Information:

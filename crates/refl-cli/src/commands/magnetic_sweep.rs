use std::error::Error;

use clap::Args;
use refl_exp::{DifferentialEvolutionOptions, Study, Values};
use refl_sim::AngleTime;

use super::{parse_angle_time, parse_values, run_single, StudyArgs};

#[derive(Args, Debug)]
pub struct MagneticSweepArgs {
    /// YIG thicknesses in Å, as `start:stop:num` or a list.
    #[arg(long, value_parser = parse_values, default_value = "400:900:26")]
    pub yig_thicks: Values,
    /// Pt thicknesses in Å, as `start:stop:num` or a list.
    #[arg(long, value_parser = parse_values, default_value = "20:100:21")]
    pub pt_thicks: Values,
    #[arg(
        long = "at",
        value_parser = parse_angle_time,
        default_values = ["0.5:70:20", "1.0:70:80", "2.0:70:320"]
    )]
    pub angle_times: Vec<AngleTime>,
    #[command(flatten)]
    pub study: StudyArgs,
}

pub fn run(args: &MagneticSweepArgs) -> Result<(), Box<dyn Error>> {
    let study = Study::MagneticSweep {
        yig_thicks: args.yig_thicks.clone(),
        pt_thicks: args.pt_thicks.clone(),
        angle_times: args.angle_times.clone(),
    };
    run_single(
        "magnetic-sweep",
        study,
        &args.study,
        DifferentialEvolutionOptions::default(),
    )
}
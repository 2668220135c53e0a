#![deny(missing_docs)]
//! Layered sample structures for neutron reflectometry experimental design.
//!
//! Structures are listed ambient (fronting) medium first and can be built with
//! the `|` stacking operator:
//!
//! ```
//! use refl_model::Layer;
//!
//! let structure = Layer::new("Air", 0.0)
//!     | Layer::new("Layer 1", 4.0).slab(100.0, 2.0)
//!     | Layer::new("Substrate", 2.047).with_rough(2.0);
//! assert_eq!(structure.len(), 3);
//! ```
//!
//! Samples wrap a structure together with the parameters it is built from.
//! Information calculations rebuild the structure from perturbed copies of
//! those parameters.

pub mod bilayer;
pub mod layer;
pub mod library;
pub mod magnetic;
pub mod profile;
pub mod sample;
pub mod structure;

pub use bilayer::{BilayerDmpc, D2O_SLD, H2O_SLD};
pub use layer::{Layer, Magnetism};
pub use library::{standard_sample, STANDARD_SAMPLES};
pub use magnetic::SampleYig;
pub use profile::sld_profile;
pub use sample::{Conditions, ContrastSample, LayeredSample, Sample, Underlayer};
pub use structure::{Slab, SpinState, StackOrder, Structure};
use std::error::Error;

use clap::{Parser, Subcommand};
use commands::{
    angles::{self, AnglesArgs},
    fisher::{self, FisherArgs},
    kinetics::{self, KineticsArgs},
    log_ratios::{self, LogRatiosArgs},
    magnetic_sweep::{self, MagneticSweepArgs},
    optimise::{self, OptimiseArgs},
    plan::{self, PlanArgs},
    profile::{self, ProfileArgs},
    simulate::{self, SimulateArgs},
    underlayer::{self, UnderlayerArgs},
};
use tracing_subscriber::EnvFilter;

mod commands;

#[derive(Parser, Debug)]
#[command(name = "refl", about = "Neutron reflectometry experimental design CLI")]
struct Cli {
    /// Emit debug events; otherwise `RUST_LOG` or `info` is used.
    #[arg(long, short, global = true)]
    verbose: bool,
    #[command(subcommand)]
    command: Command,
}

#[derive(Subcommand, Debug)]
enum Command {
    /// Plot SLD and model reflectivity profiles of library samples.
    Profile(ProfileArgs),
    /// Simulate a measurement of a library sample and write the data.
    Simulate(SimulateArgs),
    /// Summarise the Fisher information of a measurement plan.
    Fisher(FisherArgs),
    /// Pt magnetic SLD information over YIG and Pt thicknesses.
    MagneticSweep(MagneticSweepArgs),
    /// Underlayer thickness and SLD choice beneath the DMPC bilayer.
    Underlayer(UnderlayerArgs),
    /// Information gained by adding each candidate angle to a plan.
    Angles(AnglesArgs),
    /// Angle and contrast choice for a kinetic bilayer experiment.
    Kinetics(KineticsArgs),
    /// Log-likelihood ratio of a magnetic Pt layer over counting time.
    LogRatios(LogRatiosArgs),
    /// Optimise a design with differential evolution.
    Optimise(OptimiseArgs),
    /// Execute every study of a YAML design plan.
    Plan(PlanArgs),
}

fn main() -> Result<(), Box<dyn Error>> {
    let cli = Cli::parse();
    init_logging(cli.verbose);
    match cli.command {
        Command::Profile(args) => profile::run(&args),
        Command::Simulate(args) => simulate::run(&args),
        Command::Fisher(args) => fisher::run(&args),
        Command::MagneticSweep(args) => magnetic_sweep::run(&args),
        Command::Underlayer(args) => underlayer::run(&args),
        Command::Angles(args) => angles::run(&args),
        Command::Kinetics(args) => kinetics::run(&args),
        Command::LogRatios(args) => log_ratios::run(&args),
        Command::Optimise(args) => optimise::run(&args),
        Command::Plan(args) => plan::run(&args),
    }
}

fn init_logging(verbose: bool) {
    let filter = if verbose {
        EnvFilter::new("debug")
    } else {
        EnvFilter::try_from_default_env().unwrap_or_else(|_| EnvFilter::new("info"))
    };
    tracing_subscriber::fmt()
        .with_env_filter(filter)
        .with_writer(std::io::stderr)
        .init();
}
use std::error::Error;

use clap::Args;
use refl_exp::{DifferentialEvolutionOptions, Study, Values};
use refl_sim::AngleTime;

use super::{parse_angle_time, parse_values, run_single, StudyArgs};

#[derive(Args, Debug)]
pub struct AnglesArgs {
    #[arg(long)]
    pub sample: String,
    /// Bulk water SLDs to measure in, for samples measured in contrasts.
    #[arg(long = "contrast", allow_hyphen_values = true)]
    pub contrasts: Vec<f64>,
    /// Measurements already planned, as `angle:points:time`.
    #[arg(long = "initial", value_parser = parse_angle_time)]
    pub initial: Vec<AngleTime>,
    /// Candidate angles in degrees.
    #[arg(long, value_parser = parse_values, default_value = "0.2:4:500")]
    pub angles: Values,
    #[arg(long, default_value_t = 70)]
    pub points: usize,
    /// Counting time of the added angle.
    #[arg(long, default_value_t = 100.0)]
    pub time: f64,
    #[command(flatten)]
    pub study: StudyArgs,
}

pub fn run(args: &AnglesArgs) -> Result<(), Box<dyn Error>> {
    let study = Study::Angles {
        sample: args.sample.clone(),
        contrasts: args.contrasts.clone(),
        initial: args.initial.clone(),
        angles: args.angles.clone(),
        points: args.points,
        time: args.time,
    };
    run_single(
        "angles",
        study,
        &args.study,
        DifferentialEvolutionOptions::default(),
    )
}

Task description:
Write the entries out a second time. Match them exactly.

Written response:
filename crates/refl-cli/src/commands/magnetic_sweep.rs
use std::error::Error;

use clap::Args;
use refl_exp::{DifferentialEvolutionOptions, Study, Values};
use refl_sim::AngleTime;

use super::{parse_angle_time, parse_values, run_single, StudyArgs};

#[derive(Args, Debug)]
pub struct MagneticSweepArgs {
    /// YIG thicknesses in Å, as `start:stop:num` or a list.
    #[arg(long, value_parser = parse_values, default_value = "400:900:26")]
    pub yig_thicks: Values,
    /// Pt thicknesses in Å, as `start:stop:num` or a list.
    #[arg(long, value_parser = parse_values, default_value = "20:100:21")]
    pub pt_thicks: Values,
    #[arg(
        long = "at",
        value_parser = parse_angle_time,
        default_values = ["0.5:70:20", "1.0:70:80", "2.0:70:320"]
    )]
    pub angle_times: Vec<AngleTime>,
    #[command(flatten)]
    pub study: StudyArgs,
}

pub fn run(args: &MagneticSweepArgs) -> Result<(), Box<dyn Error>> {
    let study = Study::MagneticSweep {
        yig_thicks: args.yig_thicks.clone(),
        pt_thicks: args.pt_thicks.clone(),
        angle_times: args.angle_times.clone(),
    };
    run_single(
        "magnetic-sweep",
        study,
        &args.study,
        DifferentialEvolutionOptions::default(),
    )
}
repository 2668220135c53e0a
#![deny(missing_docs)]
//! Layered sample structures for neutron reflectometry experimental design.
//!
//! Structures are listed ambient (fronting) medium first and can be built with
//! the `|` stacking operator:
//!
//! ```
//! use refl_model::Layer;
//!
//! let structure = Layer::new("Air", 0.0)
//!     | Layer::new("Layer 1", 4.0).slab(100.0, 2.0)
//!     | Layer::new("Substrate", 2.047).with_rough(2.0);
//! assert_eq!(structure.len(), 3);
//! ```
//!
//! Samples wrap a structure together with the parameters it is built from.
//! Information calculations rebuild the structure from perturbed copies of
//! those parameters.

pub mod bilayer;
pub mod layer;
pub mod library;
pub mod magnetic;
pub mod profile;
pub mod sample;
pub mod structure;

pub use bilayer::{BilayerDmpc, D2O_SLD, H2O_SLD};
pub use layer::{Layer, Magnetism};
pub use library::{standard_sample, STANDARD_SAMPLES};
pub use magnetic::SampleYig;
pub use profile::sld_profile;
pub use sample::{Conditions, ContrastSample, LayeredSample, Sample, Underlayer};
pub use structure::{Slab, SpinState, StackOrder, Structure};
use std::error::Error;

use clap::{Parser, Subcommand};
use commands::{
    angles::{self, AnglesArgs},
    fisher::{self, FisherArgs},
    kinetics::{self, KineticsArgs},
    log_ratios::{self, LogRatiosArgs},
    magnetic_sweep::{self, MagneticSweepArgs},
    optimise::{self, OptimiseArgs},
    plan::{self, PlanArgs},
    profile::{self, ProfileArgs},
    simulate::{self, SimulateArgs},
    underlayer::{self, UnderlayerArgs},
};
use tracing_subscriber::EnvFilter;

mod commands;

#[derive(Parser, Debug)]
#[command(name = "refl", about = "Neutron reflectometry experimental design CLI")]
struct Cli {
    /// Emit debug events; otherwise `RUST_LOG` or `info` is used.
    #[arg(long, short, global = true)]
    verbose: bool,
    #[command(subcommand)]
    command: Command,
}

#[derive(Subcommand, Debug)]
enum Command {
    /// Plot SLD and model reflectivity profiles of library samples.
    Profile(ProfileArgs),
    /// Simulate a measurement of a library sample and write the data.
    Simulate(SimulateArgs),
    /// Summarise the Fisher information of a measurement plan.
    Fisher(FisherArgs),
    /// Pt magnetic SLD information over YIG and Pt thicknesses.
    MagneticSweep(MagneticSweepArgs),
    /// Underlayer thickness and SLD choice beneath the DMPC bilayer.
    Underlayer(UnderlayerArgs),
    /// Information gained by adding each candidate angle to a plan.
    Angles(AnglesArgs),
    /// Angle and contrast choice for a kinetic bilayer experiment.
    Kinetics(KineticsArgs),
    /// Log-likelihood ratio of a magnetic Pt layer over counting time.
    LogRatios(LogRatiosArgs),
    /// Optimise a design with differential evolution.
    Optimise(OptimiseArgs),
    /// Execute every study of a YAML design plan.
    Plan(PlanArgs),
}

fn main() -> Result<(), Box<dyn Error>> {
    let cli = Cli::parse();
    init_logging(cli.verbose);
    match cli.command {
        Command::Profile(args) => profile::run(&args),
        Command::Simulate(args) => simulate::run(&args),
        Command::Fisher(args) => fisher::run(&args),
        Command::MagneticSweep(args) => magnetic_sweep::run(&args),
        Command::Underlayer(args) => underlayer::run(&args),
        Command::Angles(args) => angles::run(&args),
        Command::Kinetics(args) => kinetics::run(&args),
        Command::LogRatios(args) => log_ratios::run(&args),
        Command::Optimise(args) => optimise::run(&args),
        Command::Plan(args) => plan::run(&args),
    }
}

fn init_logging(verbose: bool) {
    let filter = if verbose {
        EnvFilter::new("debug")
    } else {
        EnvFilter::try_from_default_env().unwrap_or_else(|_| EnvFilter::new("info"))
    };
    tracing_subscriber::fmt()
        .with_env_filter(filter)
        .with_writer(std::io::stderr)
        .init();
}
use std::error::Error;

use clap::Args;
use refl_exp::{DifferentialEvolutionOptions, Study, Values};
use refl_sim::AngleTime;

use super::{parse_angle_time, parse_values, run_single, StudyArgs};

#[derive(Args, Debug)]
pub struct AnglesArgs {
    #[arg(long)]
    pub sample: String,
    /// Bulk water SLDs to measure in, for samples measured in contrasts.
    #[arg(long = "contrast", allow_hyphen_values = true)]
    pub contrasts: Vec<f64>,
    /// Measurements already planned, as `angle:points:time`.
    #[arg(long = "initial", value_parser = parse_angle_time)]
    pub initial: Vec<AngleTime>,
    /// Candidate angles in degrees.
    #[arg(long, value_parser = parse_values, default_value = "0.2:4:500")]
    pub angles: Values,
    #[arg(long, default_value_t = 70)]
    pub points: usize,
    /// Counting time of the added angle.
    #[arg(long, default_value_t = 100.0)]
    pub time: f64,
    #[command(flatten)]
    pub study: StudyArgs,
}

pub fn run(args: &AnglesArgs) -> Result<(), Box<dyn Error>> {
    let study = Study::Angles {
        sample: args.sample.clone(),
        contrasts: args.contrasts.clone(),
        initial: args.initial.clone(),
        angles: args.angles.clone(),
        points: args.points,
        time: args.time,
    };
    run_single(
        "angles",
        study,
        &args.study,
        DifferentialEvolutionOptions::default(),
    )
}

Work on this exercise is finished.